Rise of Gamification

By: Sampan Bansal & Carter Morrison

Gamification is the process by which firms integrate the typical elements of a game into products or services. The idea was first introduced in 2002 when Nick Belling–a British-born computer programmer and entrepreneur–brought his idea to the marketplace. In the early stages, many neglected investing in gamification due to a lack of historical data and large upfront expenditures; however, many firms promptly switched gears when Foursquare’s mainstream app became a hit in 2009. Consequently, many corporations started integrating their own gamification processes. By 2011, gamification had been added to Gartner’s “Hype Cycle,” making it the biggest “buzzword” in the tech industry.

Today, gamification is becoming increasingly popular across global firms’ platforms, as it allows companies to build customer loyalty and increase user engagement. Typical characteristics of games include competition, rewards, and challenges; however, each firm looks to take its own unique approach to integrate into its platform. Ultimately, the goal of each firm is to create a fully immersed experience for users, enabling firms to monitor their emotional responses and intrinsic motivation.

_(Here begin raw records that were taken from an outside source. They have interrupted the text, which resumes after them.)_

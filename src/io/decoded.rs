//! Non-TIFF inputs decoded with the `image` crate.
//!
//! Samples keep their stored values (no normalisation to `[0, 1]`).

use crate::core::error::RasterError;
use crate::core::raster::MemoryRaster;
use image::DynamicImage;
use std::path::Path;

fn widen<T: Copy + Into<f32>>(samples: &[T]) -> Vec<f32> {
    samples.iter().map(|&s| s.into()).collect()
}

/// Split a decoded image into band count and interleaved `f32` samples.
fn samples(image: DynamicImage) -> (usize, Vec<f32>) {
    match image {
        DynamicImage::ImageLuma8(b) => (1, widen(b.as_raw())),
        DynamicImage::ImageLumaA8(b) => (2, widen(b.as_raw())),
        DynamicImage::ImageRgb8(b) => (3, widen(b.as_raw())),
        DynamicImage::ImageRgba8(b) => (4, widen(b.as_raw())),
        DynamicImage::ImageLuma16(b) => (1, widen(b.as_raw())),
        DynamicImage::ImageLumaA16(b) => (2, widen(b.as_raw())),
        DynamicImage::ImageRgb16(b) => (3, widen(b.as_raw())),
        DynamicImage::ImageRgba16(b) => (4, widen(b.as_raw())),
        DynamicImage::ImageRgb32F(b) => (3, b.into_raw()),
        DynamicImage::ImageRgba32F(b) => (4, b.into_raw()),
        other => (4, other.to_rgba32f().into_raw()),
    }
}

/// Decode an image file into an in-memory raster.
pub fn open_image(path: impl AsRef<Path>) -> Result<MemoryRaster, RasterError> {
    let path = path.as_ref();
    let image = image::open(path)?;
    let (width, height) = (image.width(), image.height());
    let (bands, data) = samples(image);
    log::debug!(
        "Decoded {} ({}x{}, {} band(s))",
        path.display(),
        width,
        height,
        bands
    );
    Ok(MemoryRaster::new(width, height, bands, data)?.with_name(path.display().to_string()))
}
//! De-batching of graph outputs into output tiles.
//!
//! Every output tensor is brought to `[N, block_h, block_w, C]`:
//!
//! | rank | layout        | becomes            |
//! |------|---------------|--------------------|
//! | 1    | `[N]`         | `[N, 1, 1, 1]`     |
//! | 2    | `[N, C]`      | `[N, 1, 1, C]`     |
//! | 3    | `[N, H, W]`   | `[N, H, W, 1]`     |
//! | 4    | `[N, H, W, C]`| unchanged          |
//!
//! Blocks are laid out row-major over the FOE-aligned region and cropped to
//! the requested tile. Bands follow the output name order, then channel order.

use crate::core::error::{ExecutionError, ExecutionResult};
use crate::core::raster::RegionBuffer;
use crate::core::region::Size2D;
use crate::core::types::InferenceMode;
use crate::execution::mapper::TileMapping;
use indexmap::IndexMap;
use ndarray::{ArrayD, ArrayView4, Axis, Ix1, Ix2, Ix3, Ix4};

/// Assembles output tiles from named output tensors.
#[derive(Debug, Clone, Copy)]
pub struct OutputAssembler {
    foe: Size2D,
    mode: InferenceMode,
}

fn shape_mismatch(name: &str, expected: String, tensor: &ArrayD<f32>) -> ExecutionError {
    ExecutionError::ShapeMismatch {
        name: name.to_string(),
        expected,
        actual: format!("{:?}", tensor.shape()),
    }
}

/// Bring a tensor to NHWC.
fn normalise<'t>(name: &str, tensor: &'t ArrayD<f32>) -> ExecutionResult<ArrayView4<'t, f32>> {
    let view = tensor.view();
    let bad_rank = || shape_mismatch(name, "a tensor of rank 1 to 4".to_string(), tensor);
    let normalised = match tensor.ndim() {
        1 => view
            .into_dimensionality::<Ix1>()
            .map(|v| v.insert_axis(Axis(1)).insert_axis(Axis(2)).insert_axis(Axis(3))),
        2 => view
            .into_dimensionality::<Ix2>()
            .map(|v| v.insert_axis(Axis(1)).insert_axis(Axis(1))),
        3 => view.into_dimensionality::<Ix3>().map(|v| v.insert_axis(Axis(3))),
        4 => view.into_dimensionality::<Ix4>(),
        _ => return Err(bad_rank()),
    };
    normalised.map_err(|_| bad_rank())
}

/// Fail when a tile's band count differs from the one fixed by the first tile.
pub fn check_band_count(expected: usize, actual: usize) -> ExecutionResult<()> {
    if expected != actual {
        return Err(ExecutionError::ChannelMismatch { expected, actual });
    }
    Ok(())
}

impl OutputAssembler {
    /// Create an assembler for the given field of expression and mode.
    pub fn new(foe: Size2D, mode: InferenceMode) -> Self {
        Self { foe, mode }
    }

    /// Expected `(N, block height, block width)` for a mapping.
    pub fn expected_layout(&self, mapping: &TileMapping) -> (usize, usize, usize) {
        match self.mode {
            InferenceMode::PatchBased => (
                mapping.blocks.area() as usize,
                self.foe.height as usize,
                self.foe.width as usize,
            ),
            InferenceMode::FullyConvolutional => (
                1,
                mapping.aligned.height as usize,
                mapping.aligned.width as usize,
            ),
        }
    }

    /// Build the output tile of `mapping` from the graph outputs.
    pub fn assemble(&self, mapping: &TileMapping, outputs: &IndexMap<String, ArrayD<f32>>) -> ExecutionResult<RegionBuffer> {
        let (n, bh, bw) = self.expected_layout(mapping);

        let mut views = Vec::with_capacity(outputs.len());
        let mut bands = 0;
        for (name, tensor) in outputs {
            let view = normalise(name, tensor)?;
            let shape = view.shape();
            if shape[0] != n || shape[1] != bh || shape[2] != bw {
                return Err(shape_mismatch(name, format!("[{}, {}, {}, C]", n, bh, bw), tensor));
            }
            bands += shape[3];
            views.push(view);
        }

        let tile = mapping.tile;
        let aligned = mapping.aligned;
        let blocks_x = mapping.blocks.width as usize;
        let mut out = RegionBuffer::new(tile, bands);

        for ty in 0..tile.height {
            let ay = (tile.y + ty - aligned.y) as usize;
            for tx in 0..tile.width {
                let ax = (tile.x + tx - aligned.x) as usize;
                let (block, py, px) = match self.mode {
                    InferenceMode::PatchBased => ((ay / bh) * blocks_x + ax / bw, ay % bh, ax % bw),
                    InferenceMode::FullyConvolutional => (0, ay, ax),
                };

                let pixel = out.pixel_mut(tx, ty);
                let mut band = 0;
                for view in &views {
                    for c in 0..view.shape()[3] {
                        pixel[band] = view[[block, py, px, c]];
                        band += 1;
                    }
                }
            }
        }

        Ok(out)
    }
}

One of the most notable examples of gamification was when Nike released NikeFuel in 2012. It was revolutionary as it enabled users to compete against each other, achieve rewards, and take part in timely challenges. One of the big selling points for NikeFuel was their point system. Essentially, the system was one where Nike tracked the movement of each user and assigned them a certain number of points according to a standardized universal system. The content was uploaded to the NikeFuel app and shared will one’s friends (given consumers uploaded their information). As a result, Nike created weekly and monthly competitions that consumers could engage in, exponentially increasing both the number of users and app usage. In 2013, Nike reported that slightly under 200,000 users had used their product. At the start of 2017, the number of users had amounted to 45 million. Although Nike made various updates throughout the year, the entire process was predicated on the idea of gamification, exploiting the intrinsic motivation of individuals to want to beat their friends and share their results.

While many firms experienced tremendous success with gamification, there have been recent drawbacks affiliated with the notion. Robinhood, the pioneer of commission-free stock trading, is one of the most prominent advocates for gamification. The firm rewards consumers who invite friends by giving them a free stock (high or low profile). Additionally, the app offers a “plus” feature for users that trade enough while integrating animations to congratulate users after making trades. While the idea has led to massive usage and the IPO of Robinhood, the company has scrutinized, paying the FIRA US$70 million after being accused of misleading clients and lack of due diligence before allowing investors to participate in options trading. Recent studies show that “the top 0.5% of stocks bought by Robinhood users each day experiences negative average returns of approximately 5% over the next month. More extreme herding events are followed by negative average returns of almost 20%”. The Swiss Finance Institute also reported that the app only accounts for 0.2% of the aggregate U.S. market share; however, it contributed 10% to all variation in returns from stock in Q2 2020.

Firms are continuing to innovate and release new personalized games for users. While this is anticipated to yield great success, there is much weary about the privacy of individuals along with abuse of users. Thus, it is in our opinion, that firms continue to develop and integrate gamification on the condition that departments are with federal regulations and do not damage the well-being of consumers.